On September 10, President Hassan Rouhani appointed former Defense Minister Ali Shamkhani as the new secretary of the Supreme National Security Council -- effectively making him national security advisor. Shamkhani, a centrist, will replace hardliner Saeed Jalili, who was chief negotiator in talks on Iran’s controversial program between 2007 and 2013. Rouhani recently announced that the foreign ministry will lead future nuclear talks, so Shamkhani’s role will differ from his predecessor’s.

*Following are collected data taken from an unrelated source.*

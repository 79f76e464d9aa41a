//! A single file-backed YAML configuration store.
//!
//! # Lifecycle (for beginners)
//!
//! ```text
//! ConfigStore::open(base, sub, "p1")
//!   ├─ resolve   base/sub/p1.yml        (canonical extension appended)
//!   ├─ mkdir -p  base/sub               (never deletes anything)
//!   ├─ create    p1.yml if missing      → was_first_load = true
//!   └─ load      p1.yml into memory
//!
//! get / set / merge_defaults            (memory only)
//! save()                                (memory → disk, full overwrite)
//! drop                                  (writes nothing)
//! ```
//!
//! Dropping a store never writes to disk.  Every change that should survive
//! must be followed by an explicit [`ConfigStore::save`].
//!
//! # Template seeding
//!
//! A service usually ships a hand-formatted template (comments, key order)
//! for new files.  [`ConfigStore::seed_from_template`] copies those bytes
//! over the file only when this open created it, so a user's customised file
//! is never clobbered on restart.

use std::fs::{self, OpenOptions};
use std::io::{self, Read};
use std::path::{Path, PathBuf};

use serde::de::DeserializeOwned;
use serde_yaml::{Mapping, Value};
use tracing::debug;

use super::error::StoreError;
use super::file_name;
use crate::domain::defaults::DefaultSet;
use crate::domain::value_path;

/// One YAML file on disk plus its in-memory contents.
#[derive(Debug)]
pub struct ConfigStore {
    /// Absolute location of the backing file.  Fixed at construction.
    path: PathBuf,
    /// `true` iff the backing file did not exist before this store opened it.
    was_first_load: bool,
    /// Set once a template has been written, so a repeated seed is a no-op.
    seeded: bool,
    contents: Mapping,
}

impl ConfigStore {
    /// Opens (creating if needed) `base/sub_directories/file_name.yml`.
    ///
    /// Missing parent directories and the file itself are created.  An
    /// existing file is loaded as-is; it is never truncated.
    ///
    /// # Errors
    ///
    /// - [`StoreError::Io`] if a directory or the file cannot be created or read.
    /// - [`StoreError::Parse`] / [`StoreError::NotAMapping`] if the existing
    ///   content is not a YAML mapping.
    pub fn open(
        base_directory: impl AsRef<Path>,
        sub_directories: Option<&str>,
        file_name: &str,
    ) -> Result<Self, StoreError> {
        let resolved = file_name::resolve(base_directory.as_ref(), sub_directories, file_name);
        let path = file_name::absolutize(resolved.clone())
            .map_err(|source| StoreError::io(&resolved, source))?;

        if let Some(dir) = path.parent() {
            fs::create_dir_all(dir).map_err(|source| StoreError::io(dir, source))?;
        }
        let was_first_load = create_if_absent(&path)?;
        let contents = read_document(&path)?;

        debug!(
            path = %path.display(),
            first_load = was_first_load,
            keys = contents.len(),
            "opened config store"
        );

        Ok(Self {
            path,
            was_first_load,
            seeded: false,
            contents,
        })
    }

    /// Opens `base/file_name.yml`.  Shorthand for `open(base, None, file_name)`.
    ///
    /// # Errors
    ///
    /// Same as [`ConfigStore::open`].
    pub fn open_in(base_directory: impl AsRef<Path>, file_name: &str) -> Result<Self, StoreError> {
        Self::open(base_directory, None, file_name)
    }

    /// Absolute path of the backing file.
    pub fn path(&self) -> &Path {
        &self.path
    }

    /// `true` iff the backing file was created by this store's `open`.
    pub fn was_first_load(&self) -> bool {
        self.was_first_load
    }

    /// The whole in-memory document.
    pub fn contents(&self) -> &Mapping {
        &self.contents
    }

    // ── Persistence ──────────────────────────────────────────────────────────

    /// Writes the in-memory contents to the backing file, replacing it entirely.
    ///
    /// An empty document is written as an empty file.
    ///
    /// # Errors
    ///
    /// [`StoreError::Io`] on write failure, [`StoreError::Serialize`] if the
    /// contents cannot be rendered.  In-memory contents are untouched either way.
    pub fn save(&self) -> Result<(), StoreError> {
        let rendered = if self.contents.is_empty() {
            String::new()
        } else {
            serde_yaml::to_string(&self.contents).map_err(|source| StoreError::Serialize {
                path: self.path.clone(),
                source,
            })?
        };
        fs::write(&self.path, rendered).map_err(|source| StoreError::io(&self.path, source))?;
        debug!(path = %self.path.display(), "saved config store");
        Ok(())
    }

    /// Re-reads the backing file, discarding unsaved in-memory changes.
    ///
    /// # Errors
    ///
    /// I/O or parse errors from reading the file.  On error the in-memory
    /// contents are left as they were.
    pub fn reload(&mut self) -> Result<(), StoreError> {
        self.contents = read_document(&self.path)?;
        Ok(())
    }

    /// Replaces the file's bytes with `template` and reloads, but only when
    /// this store created the file and has not been seeded yet.
    ///
    /// Returns `Ok(true)` if the template was written, `Ok(false)` if the call
    /// was a no-op.
    ///
    /// # Errors
    ///
    /// [`StoreError::Io`] if the write fails; a parse error if `template` is
    /// not a YAML mapping.  In the parse case the file already holds the
    /// template bytes while the in-memory contents are unchanged, and a later
    /// call with a valid template is still allowed.
    pub fn seed_from_template(&mut self, template: &[u8]) -> Result<bool, StoreError> {
        if !self.can_seed() {
            return Ok(false);
        }
        fs::write(&self.path, template).map_err(|source| StoreError::io(&self.path, source))?;
        self.contents = read_document(&self.path)?;
        self.seeded = true;
        debug!(path = %self.path.display(), bytes = template.len(), "seeded config from template");
        Ok(true)
    }

    /// Like [`ConfigStore::seed_from_template`], reading the template from
    /// `reader`.  The reader is not touched when seeding would be a no-op.
    ///
    /// # Errors
    ///
    /// Same as [`ConfigStore::seed_from_template`]; a read failure on
    /// `reader` is reported as [`StoreError::Io`] against this store's path.
    pub fn seed_from_reader<R: Read>(&mut self, mut reader: R) -> Result<bool, StoreError> {
        if !self.can_seed() {
            return Ok(false);
        }
        let mut template = Vec::new();
        reader
            .read_to_end(&mut template)
            .map_err(|source| StoreError::io(&self.path, source))?;
        self.seed_from_template(&template)
    }

    fn can_seed(&self) -> bool {
        self.was_first_load && !self.seeded
    }

    // ── In-memory access ─────────────────────────────────────────────────────

    /// Fills every default the document does not already contain.
    ///
    /// Memory only; call [`ConfigStore::save`] to persist.  Returns the number
    /// of keys added.
    pub fn merge_defaults(&mut self, defaults: &DefaultSet) -> usize {
        defaults.apply_to(&mut self.contents)
    }

    /// Value at the dotted `key`, if present.
    pub fn get(&self, key: &str) -> Option<&Value> {
        value_path::get(&self.contents, key)
    }

    /// Value at `key` converted to `T`.  `None` if absent or not convertible.
    pub fn get_as<T: DeserializeOwned>(&self, key: &str) -> Option<T> {
        self.get(key)
            .and_then(|v| serde_yaml::from_value(v.clone()).ok())
    }

    pub fn contains(&self, key: &str) -> bool {
        value_path::contains(&self.contents, key)
    }

    /// Sets `key` to `value`.  Setting `Value::Null` removes the key.
    pub fn set(&mut self, key: &str, value: impl Into<Value>) {
        value_path::set(&mut self.contents, key, value.into());
    }

    /// Removes `key`, returning its previous value.
    pub fn remove(&mut self, key: &str) -> Option<Value> {
        value_path::remove(&mut self.contents, key)
    }

    /// Top-level keys in document order.
    pub fn keys(&self) -> impl Iterator<Item = &str> {
        self.contents.keys().filter_map(Value::as_str)
    }
}

/// Creates `path` if it does not exist.  Returns `true` if it was created.
fn create_if_absent(path: &Path) -> Result<bool, StoreError> {
    match OpenOptions::new().write(true).create_new(true).open(path) {
        Ok(_) => Ok(true),
        Err(e) if e.kind() == io::ErrorKind::AlreadyExists => Ok(false),
        Err(e) => Err(StoreError::io(path, e)),
    }
}

/// Reads and parses the document at `path`.
fn read_document(path: &Path) -> Result<Mapping, StoreError> {
    let bytes = fs::read(path).map_err(|source| StoreError::io(path, source))?;
    parse_document(path, &bytes)
}

/// Parses `bytes` as a top-level YAML mapping.
///
/// Empty input and comment-only input are empty documents.
fn parse_document(path: &Path, bytes: &[u8]) -> Result<Mapping, StoreError> {
    if bytes.iter().all(u8::is_ascii_whitespace) {
        return Ok(Mapping::new());
    }
    let value: Value = serde_yaml::from_slice(bytes).map_err(|source| StoreError::Parse {
        path: path.to_path_buf(),
        source,
    })?;
    match value {
        Value::Mapping(mapping) => Ok(mapping),
        Value::Null => Ok(Mapping::new()),
        _ => Err(StoreError::NotAMapping {
            path: path.to_path_buf(),
        }),
    }
}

Born in 1955, Shamkhani is an Arab from Ahvaz near the Iraqi border. He commanded the Revolutionary Guards Navy during the 1980-1988 war with Iraq. Shamkhani served as defense minister under reformist President Mohammad Khatami between 1997 and 2005. As defense minister, he played a leading role in improving relations between Iran and Persian Gulf sheikhdoms. In 2004, Shamkhani received Saudi Arabia’s highest medal, the Order of Abdulaziz al Saud, from King Fahd for his efforts. Shamkhani directed the Iranian Armed Forces’ Center for Strategic Studies from 2005 until his appointment by Rouhani.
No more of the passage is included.